Malessere nell’esercito 

L’affaire “Al Watan” ricorda molto quello del capitano Adib, condannato alla prigione e radiato dalla Forze Armate Reali qualche anno fa per avere menzionato fatti di corruzione avvenuti nella sua caserma al giornale “Le Monde”. Le perquisizioni effettuate dalla Polizia Giudiziaria, soprattutto in una casa colonica di Bouskoura dove dei parenti prossimi di Hourmatallah avrebbero, secondo l’inchiesta, nascosto altri documenti a carico costituirebbero il nodo gordiano della questione. Questo spiegherebbe come l’Intelligence militare sia in fibrillazione, quando è ancora caldo il dossier “Ansar Al Mahdi”, la supposta cellula terrorista islamista che avrebbe infiltrato i ranghi dell’esercito reale e causato il siluramento del generale Belbachir nell’estate del 2006. Ancora una volta il famoso Quinto Ufficio di Stato Maggiore, il servizio segreto dell’esercito è al centro della polemica. Una delle principali fonti di Hourmatallah sarebbe in effetti un ufficiale della caserma di Benslimane… “Noi abbiamo messo a nudo le falle di un sistema obsoleto dalle procedure decrepite”, si difende Ariri. Un “servizio reso” che lo Stato non apprezza affatto però.

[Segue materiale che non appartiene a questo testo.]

use std::ops::Deref;

use glam::{Mat4, Vec3, Vec4};
use glow::HasContext;
use tracing::debug;

#[derive(thiserror::Error, Debug)]
#[error("Could not compile shader: {0}")]
pub struct ShaderCompileError(String);

/// Compiles a shader program composed of a vertex and fragment shader.
pub(crate) fn compile(gl: &glow::Context, vertex: &str, fragment: &str) -> Result<glow::Program, ShaderCompileError> {
	unsafe {
		let program = gl.create_program().map_err(ShaderCompileError)?;

		let shader = gl.create_shader(glow::VERTEX_SHADER).map_err(ShaderCompileError)?;
		gl.shader_source(shader, vertex);
		gl.compile_shader(shader);
		verify_shader(gl, shader)?;
		gl.attach_shader(program, shader);

		let shader = gl.create_shader(glow::FRAGMENT_SHADER).map_err(ShaderCompileError)?;
		gl.shader_source(shader, fragment);
		gl.compile_shader(shader);
		verify_shader(gl, shader)?;
		gl.attach_shader(program, shader);

		gl.link_program(program);
		verify_program(gl, program)?;

		Ok(program)
	}
}

unsafe fn verify_shader(gl: &glow::Context, shader: glow::Shader) -> Result<(), ShaderCompileError> {
	if gl.get_shader_compile_status(shader) {
		Ok(())
	} else {
		Err(ShaderCompileError(gl.get_shader_info_log(shader)))
	}
}

unsafe fn verify_program(gl: &glow::Context, program: glow::Program) -> Result<(), ShaderCompileError> {
	if gl.get_program_link_status(program) {
		Ok(())
	} else {
		Err(ShaderCompileError(gl.get_program_info_log(program)))
	}
}

const SCENE_VERT: &str = include_str!("shaders/scene.vert");
const SCENE_FRAG: &str = include_str!("shaders/scene.frag");

/// The one program both render passes use: perspective transform plus a
/// directional light over a textured, tintable surface.
pub struct SceneShader {
	program: glow::Program,
	u_model: Option<glow::UniformLocation>,
	u_view: Option<glow::UniformLocation>,
	u_projection: Option<glow::UniformLocation>,
	u_camera_pos: Option<glow::UniformLocation>,
	u_material: Option<glow::UniformLocation>,
	u_directional_light: Option<glow::UniformLocation>,
	u_directional_color: Option<glow::UniformLocation>,
	u_ambient_color: Option<glow::UniformLocation>,
	u_base_texture: Option<glow::UniformLocation>,
}

impl Deref for SceneShader {
	type Target = glow::Program;

	fn deref(&self) -> &Self::Target {
		&self.program
	}
}

impl SceneShader {
	pub fn new(gl: &glow::Context) -> Result<Self, ShaderCompileError> {
		debug!("Compiling scene shader");
		let program = compile(gl, SCENE_VERT, SCENE_FRAG)?;

		Ok(Self {
			program,
			u_model: unsafe { gl.get_uniform_location(program, "model") },
			u_view: unsafe { gl.get_uniform_location(program, "view") },
			u_projection: unsafe { gl.get_uniform_location(program, "projection") },
			u_camera_pos: unsafe { gl.get_uniform_location(program, "cameraPos") },
			u_material: unsafe { gl.get_uniform_location(program, "material") },
			u_directional_light: unsafe { gl.get_uniform_location(program, "directionalLight") },
			u_directional_color: unsafe { gl.get_uniform_location(program, "directionalColor") },
			u_ambient_color: unsafe { gl.get_uniform_location(program, "ambientColor") },
			u_base_texture: unsafe { gl.get_uniform_location(program, "baseTexture") },
		})
	}

	/// Sets the `model` uniform of the shader.
	#[inline]
	pub fn set_model(&self, gl: &glow::Context, model: Mat4) {
		unsafe { gl.uniform_matrix_4_f32_slice(self.u_model.as_ref(), false, model.as_ref()) };
	}

	/// Sets the `view` uniform of the shader.
	#[inline]
	pub fn set_view(&self, gl: &glow::Context, view: Mat4) {
		unsafe { gl.uniform_matrix_4_f32_slice(self.u_view.as_ref(), false, view.as_ref()) };
	}

	/// Sets the `projection` uniform of the shader.
	#[inline]
	pub fn set_projection(&self, gl: &glow::Context, projection: Mat4) {
		unsafe { gl.uniform_matrix_4_f32_slice(self.u_projection.as_ref(), false, projection.as_ref()) };
	}

	/// Sets the `cameraPos` uniform of the shader.
	#[inline]
	pub fn set_camera_pos(&self, gl: &glow::Context, camera_pos: Vec3) {
		unsafe { gl.uniform_3_f32_slice(self.u_camera_pos.as_ref(), camera_pos.as_ref()) };
	}

	/// Sets the `material` uniform of the shader.
	#[inline]
	pub fn set_material(&self, gl: &glow::Context, material: Vec4) {
		unsafe { gl.uniform_4_f32_slice(self.u_material.as_ref(), material.as_ref()) };
	}

	/// Sets the `directionalLight` uniform of the shader.
	#[inline]
	pub fn set_directional_light(&self, gl: &glow::Context, direction: Vec3) {
		unsafe { gl.uniform_3_f32_slice(self.u_directional_light.as_ref(), direction.as_ref()) };
	}

	/// Sets the `directionalColor` uniform of the shader.
	#[inline]
	pub fn set_directional_color(&self, gl: &glow::Context, color: Vec3) {
		unsafe { gl.uniform_3_f32_slice(self.u_directional_color.as_ref(), color.as_ref()) };
	}

	/// Sets the `ambientColor` uniform of the shader.
	#[inline]
	pub fn set_ambient_color(&self, gl: &glow::Context, color: Vec3) {
		unsafe { gl.uniform_3_f32_slice(self.u_ambient_color.as_ref(), color.as_ref()) };
	}

	/// Sets the `baseTexture` sampler slot of the shader.
	#[inline]
	pub fn set_base_texture(&self, gl: &glow::Context, slot: i32) {
		unsafe { gl.uniform_1_i32(self.u_base_texture.as_ref(), slot) };
	}
}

Fouad Ali El Himma, rompendo senza conseguenze il segreto istruttorio, non ha esitato a parlare apertamente, durante un briefing, di “documenti rubati”. Un po’ troppo semplice, si tratterebbe piuttosto di una linea editoriale dannosa che si vuole mettere a tacere. “Lo Stato cerca una via di uscita onorevole e di imbavagliare la stampa per fare pulizia tra i suoi servizi”, proclama l presidente del collegio forense Abderrahim Jamai. La tesi avanzata dal tuonante avvocato è tutt’altro che balzana, se solo si pensi che sono stati sequestrati tutti gli archivi personali dei giornalisti incriminati evidentemente per rintracciare le fonti di tutte le loro inchieste precedenti e farle cessare al più presto.